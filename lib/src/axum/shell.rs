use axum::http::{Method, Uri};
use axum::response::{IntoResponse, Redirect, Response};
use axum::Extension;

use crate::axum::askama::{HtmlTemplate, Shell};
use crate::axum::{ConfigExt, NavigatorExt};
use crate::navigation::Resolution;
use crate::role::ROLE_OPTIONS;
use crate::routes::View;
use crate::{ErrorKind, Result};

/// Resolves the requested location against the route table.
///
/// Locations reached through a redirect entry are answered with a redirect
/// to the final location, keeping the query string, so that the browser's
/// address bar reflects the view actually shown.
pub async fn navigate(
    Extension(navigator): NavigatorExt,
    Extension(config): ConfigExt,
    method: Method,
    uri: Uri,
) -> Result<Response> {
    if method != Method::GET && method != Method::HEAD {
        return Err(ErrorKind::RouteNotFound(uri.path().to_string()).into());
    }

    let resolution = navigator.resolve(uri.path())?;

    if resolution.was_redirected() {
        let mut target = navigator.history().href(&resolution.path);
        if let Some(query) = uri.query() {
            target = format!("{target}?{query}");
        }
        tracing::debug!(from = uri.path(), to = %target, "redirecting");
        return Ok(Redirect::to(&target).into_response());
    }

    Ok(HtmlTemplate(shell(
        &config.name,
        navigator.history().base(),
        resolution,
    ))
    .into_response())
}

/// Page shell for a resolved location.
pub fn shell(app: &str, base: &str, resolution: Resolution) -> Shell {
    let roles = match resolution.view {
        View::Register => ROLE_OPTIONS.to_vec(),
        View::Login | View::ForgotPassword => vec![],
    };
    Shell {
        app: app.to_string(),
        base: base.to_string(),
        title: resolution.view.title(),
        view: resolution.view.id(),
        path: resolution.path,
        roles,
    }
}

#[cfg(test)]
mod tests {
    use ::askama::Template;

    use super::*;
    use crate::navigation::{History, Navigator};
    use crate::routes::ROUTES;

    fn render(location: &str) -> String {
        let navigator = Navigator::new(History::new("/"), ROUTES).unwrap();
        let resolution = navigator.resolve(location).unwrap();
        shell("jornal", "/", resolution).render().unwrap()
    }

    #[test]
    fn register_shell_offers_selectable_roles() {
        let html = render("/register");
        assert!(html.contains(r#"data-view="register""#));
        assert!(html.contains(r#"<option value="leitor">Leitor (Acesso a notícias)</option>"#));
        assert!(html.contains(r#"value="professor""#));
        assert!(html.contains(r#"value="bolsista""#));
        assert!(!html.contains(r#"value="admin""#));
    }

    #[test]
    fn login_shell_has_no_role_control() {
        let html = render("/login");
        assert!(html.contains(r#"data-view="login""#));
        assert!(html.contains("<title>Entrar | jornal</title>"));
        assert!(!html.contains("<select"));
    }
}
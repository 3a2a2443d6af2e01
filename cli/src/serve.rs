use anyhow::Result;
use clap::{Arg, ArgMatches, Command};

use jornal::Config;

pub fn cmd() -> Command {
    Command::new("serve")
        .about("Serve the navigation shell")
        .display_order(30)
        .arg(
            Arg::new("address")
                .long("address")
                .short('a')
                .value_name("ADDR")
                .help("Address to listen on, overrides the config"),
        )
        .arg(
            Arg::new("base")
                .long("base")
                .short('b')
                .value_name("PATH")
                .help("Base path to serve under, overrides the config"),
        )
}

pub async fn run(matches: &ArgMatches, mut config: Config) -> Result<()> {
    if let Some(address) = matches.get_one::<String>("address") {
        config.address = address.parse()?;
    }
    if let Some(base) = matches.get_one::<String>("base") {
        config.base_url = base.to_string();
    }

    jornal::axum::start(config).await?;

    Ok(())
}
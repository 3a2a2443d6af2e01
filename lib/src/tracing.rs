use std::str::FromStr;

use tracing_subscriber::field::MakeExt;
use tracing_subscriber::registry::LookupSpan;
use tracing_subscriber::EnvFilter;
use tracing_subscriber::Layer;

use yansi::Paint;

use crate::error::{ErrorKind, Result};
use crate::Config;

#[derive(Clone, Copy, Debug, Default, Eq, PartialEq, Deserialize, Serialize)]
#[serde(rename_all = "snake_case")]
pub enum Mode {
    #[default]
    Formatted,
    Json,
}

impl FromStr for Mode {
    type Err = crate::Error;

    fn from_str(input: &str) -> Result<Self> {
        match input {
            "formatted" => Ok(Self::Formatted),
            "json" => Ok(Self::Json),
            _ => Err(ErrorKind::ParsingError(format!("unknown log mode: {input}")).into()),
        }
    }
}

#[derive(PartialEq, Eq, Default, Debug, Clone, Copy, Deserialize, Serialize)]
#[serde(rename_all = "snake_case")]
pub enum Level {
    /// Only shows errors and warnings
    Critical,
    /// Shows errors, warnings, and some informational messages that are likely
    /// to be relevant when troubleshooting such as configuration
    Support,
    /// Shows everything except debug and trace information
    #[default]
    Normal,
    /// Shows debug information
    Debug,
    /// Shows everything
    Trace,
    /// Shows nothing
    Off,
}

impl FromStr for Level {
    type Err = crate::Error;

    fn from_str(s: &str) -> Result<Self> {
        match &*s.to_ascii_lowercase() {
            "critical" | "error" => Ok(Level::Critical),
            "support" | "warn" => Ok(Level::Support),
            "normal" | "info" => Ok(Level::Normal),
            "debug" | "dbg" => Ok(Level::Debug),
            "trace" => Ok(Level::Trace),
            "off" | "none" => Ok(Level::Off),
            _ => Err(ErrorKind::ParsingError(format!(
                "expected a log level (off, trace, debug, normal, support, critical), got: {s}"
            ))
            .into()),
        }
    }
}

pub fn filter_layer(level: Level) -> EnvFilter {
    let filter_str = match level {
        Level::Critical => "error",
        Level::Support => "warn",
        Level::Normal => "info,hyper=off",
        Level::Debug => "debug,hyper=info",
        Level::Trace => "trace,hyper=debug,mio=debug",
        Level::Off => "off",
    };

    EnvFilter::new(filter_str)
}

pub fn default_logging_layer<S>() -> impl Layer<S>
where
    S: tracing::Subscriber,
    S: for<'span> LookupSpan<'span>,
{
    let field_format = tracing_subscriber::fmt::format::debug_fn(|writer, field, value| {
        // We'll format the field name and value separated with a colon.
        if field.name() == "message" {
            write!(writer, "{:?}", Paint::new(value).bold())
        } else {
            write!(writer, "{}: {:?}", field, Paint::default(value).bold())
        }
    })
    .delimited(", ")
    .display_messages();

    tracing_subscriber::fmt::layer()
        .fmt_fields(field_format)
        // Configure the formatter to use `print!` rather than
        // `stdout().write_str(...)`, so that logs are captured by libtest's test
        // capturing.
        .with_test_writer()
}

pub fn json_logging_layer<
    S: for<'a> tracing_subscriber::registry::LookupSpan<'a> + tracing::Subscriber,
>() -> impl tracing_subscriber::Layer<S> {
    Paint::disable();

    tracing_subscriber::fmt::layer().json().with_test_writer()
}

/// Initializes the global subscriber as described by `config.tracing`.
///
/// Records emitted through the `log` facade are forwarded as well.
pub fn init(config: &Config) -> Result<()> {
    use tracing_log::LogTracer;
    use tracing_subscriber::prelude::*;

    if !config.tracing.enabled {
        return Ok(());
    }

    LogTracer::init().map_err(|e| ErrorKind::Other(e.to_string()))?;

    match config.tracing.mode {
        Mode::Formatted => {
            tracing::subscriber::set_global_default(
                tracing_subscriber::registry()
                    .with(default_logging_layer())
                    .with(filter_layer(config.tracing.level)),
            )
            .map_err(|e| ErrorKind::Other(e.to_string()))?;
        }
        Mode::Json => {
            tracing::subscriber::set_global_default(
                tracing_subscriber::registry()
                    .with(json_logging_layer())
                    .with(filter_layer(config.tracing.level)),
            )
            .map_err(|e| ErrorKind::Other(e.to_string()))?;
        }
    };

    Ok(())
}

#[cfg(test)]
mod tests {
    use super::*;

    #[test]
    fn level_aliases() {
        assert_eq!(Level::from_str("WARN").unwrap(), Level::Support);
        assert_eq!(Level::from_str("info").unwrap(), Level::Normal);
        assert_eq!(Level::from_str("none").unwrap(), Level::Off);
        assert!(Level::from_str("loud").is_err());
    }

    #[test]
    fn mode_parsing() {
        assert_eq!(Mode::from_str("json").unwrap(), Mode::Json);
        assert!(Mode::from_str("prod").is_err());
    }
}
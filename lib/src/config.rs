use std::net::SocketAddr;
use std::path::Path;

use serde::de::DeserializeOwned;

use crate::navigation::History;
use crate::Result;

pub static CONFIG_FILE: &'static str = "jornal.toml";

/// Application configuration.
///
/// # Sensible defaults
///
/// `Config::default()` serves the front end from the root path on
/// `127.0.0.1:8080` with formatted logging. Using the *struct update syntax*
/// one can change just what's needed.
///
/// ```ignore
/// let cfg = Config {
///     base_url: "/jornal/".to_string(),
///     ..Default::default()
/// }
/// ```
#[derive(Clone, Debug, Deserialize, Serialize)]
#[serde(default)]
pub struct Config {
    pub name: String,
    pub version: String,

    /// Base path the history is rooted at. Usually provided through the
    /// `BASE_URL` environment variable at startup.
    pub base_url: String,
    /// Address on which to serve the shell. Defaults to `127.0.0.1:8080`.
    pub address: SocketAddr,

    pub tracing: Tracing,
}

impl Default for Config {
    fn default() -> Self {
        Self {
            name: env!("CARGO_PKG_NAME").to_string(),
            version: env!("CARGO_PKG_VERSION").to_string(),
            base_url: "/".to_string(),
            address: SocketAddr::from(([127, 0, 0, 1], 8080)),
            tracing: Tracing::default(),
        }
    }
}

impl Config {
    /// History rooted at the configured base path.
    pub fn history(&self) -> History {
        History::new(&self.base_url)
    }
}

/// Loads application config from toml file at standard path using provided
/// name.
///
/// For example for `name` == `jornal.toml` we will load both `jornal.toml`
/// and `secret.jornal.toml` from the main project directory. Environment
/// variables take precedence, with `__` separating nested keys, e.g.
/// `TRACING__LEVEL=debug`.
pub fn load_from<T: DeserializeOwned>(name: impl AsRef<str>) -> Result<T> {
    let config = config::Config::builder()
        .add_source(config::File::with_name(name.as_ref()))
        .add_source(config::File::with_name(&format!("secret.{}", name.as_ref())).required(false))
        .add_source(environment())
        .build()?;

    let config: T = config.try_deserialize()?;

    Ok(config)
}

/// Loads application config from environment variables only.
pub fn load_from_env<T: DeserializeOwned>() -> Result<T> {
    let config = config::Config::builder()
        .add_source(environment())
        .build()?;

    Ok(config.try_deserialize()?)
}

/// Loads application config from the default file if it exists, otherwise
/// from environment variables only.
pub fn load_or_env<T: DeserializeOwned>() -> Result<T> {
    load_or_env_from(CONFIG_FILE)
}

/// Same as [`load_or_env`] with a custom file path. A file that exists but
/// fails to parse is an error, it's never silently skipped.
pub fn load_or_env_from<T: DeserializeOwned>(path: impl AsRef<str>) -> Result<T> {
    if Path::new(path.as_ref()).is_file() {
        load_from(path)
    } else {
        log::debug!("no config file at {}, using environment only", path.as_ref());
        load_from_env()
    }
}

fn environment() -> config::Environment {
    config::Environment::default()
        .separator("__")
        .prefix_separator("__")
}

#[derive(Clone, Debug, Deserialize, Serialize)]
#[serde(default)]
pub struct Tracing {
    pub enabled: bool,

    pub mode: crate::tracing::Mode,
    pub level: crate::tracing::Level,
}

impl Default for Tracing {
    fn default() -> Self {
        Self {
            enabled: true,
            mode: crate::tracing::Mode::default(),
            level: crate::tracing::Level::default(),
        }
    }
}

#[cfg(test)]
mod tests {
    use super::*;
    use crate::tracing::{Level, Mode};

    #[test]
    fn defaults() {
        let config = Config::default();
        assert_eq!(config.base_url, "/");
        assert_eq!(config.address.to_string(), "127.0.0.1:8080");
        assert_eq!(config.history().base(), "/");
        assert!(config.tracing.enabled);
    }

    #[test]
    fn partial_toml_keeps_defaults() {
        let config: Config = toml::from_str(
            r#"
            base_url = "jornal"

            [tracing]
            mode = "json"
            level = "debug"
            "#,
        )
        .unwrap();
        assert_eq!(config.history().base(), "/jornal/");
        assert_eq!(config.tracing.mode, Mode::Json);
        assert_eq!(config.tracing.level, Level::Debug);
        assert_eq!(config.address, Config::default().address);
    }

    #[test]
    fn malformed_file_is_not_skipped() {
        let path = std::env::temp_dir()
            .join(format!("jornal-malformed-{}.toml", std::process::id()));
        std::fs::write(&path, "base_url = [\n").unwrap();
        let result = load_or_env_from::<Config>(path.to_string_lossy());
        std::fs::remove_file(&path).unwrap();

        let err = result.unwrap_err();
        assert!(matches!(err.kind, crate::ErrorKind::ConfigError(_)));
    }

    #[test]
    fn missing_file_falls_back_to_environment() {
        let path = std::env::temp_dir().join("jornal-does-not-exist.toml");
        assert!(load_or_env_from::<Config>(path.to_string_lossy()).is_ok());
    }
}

TASK INSTRUCTIONS: Return a word-for-word copy of the lines above from the one holding "pub fn load_or_env_from<T: DeserializeOwned>(path: impl" through the one holding "fn environment() ->", with both of them included and nothing besides.

ANSWER TO THE PROBLEM:
pub fn load_or_env_from<T: DeserializeOwned>(path: impl AsRef<str>) -> Result<T> {
    if Path::new(path.as_ref()).is_file() {
        load_from(path)
    } else {
        log::debug!("no config file at {}, using environment only", path.as_ref());
        load_from_env()
    }
}

fn environment() -> config::Environment {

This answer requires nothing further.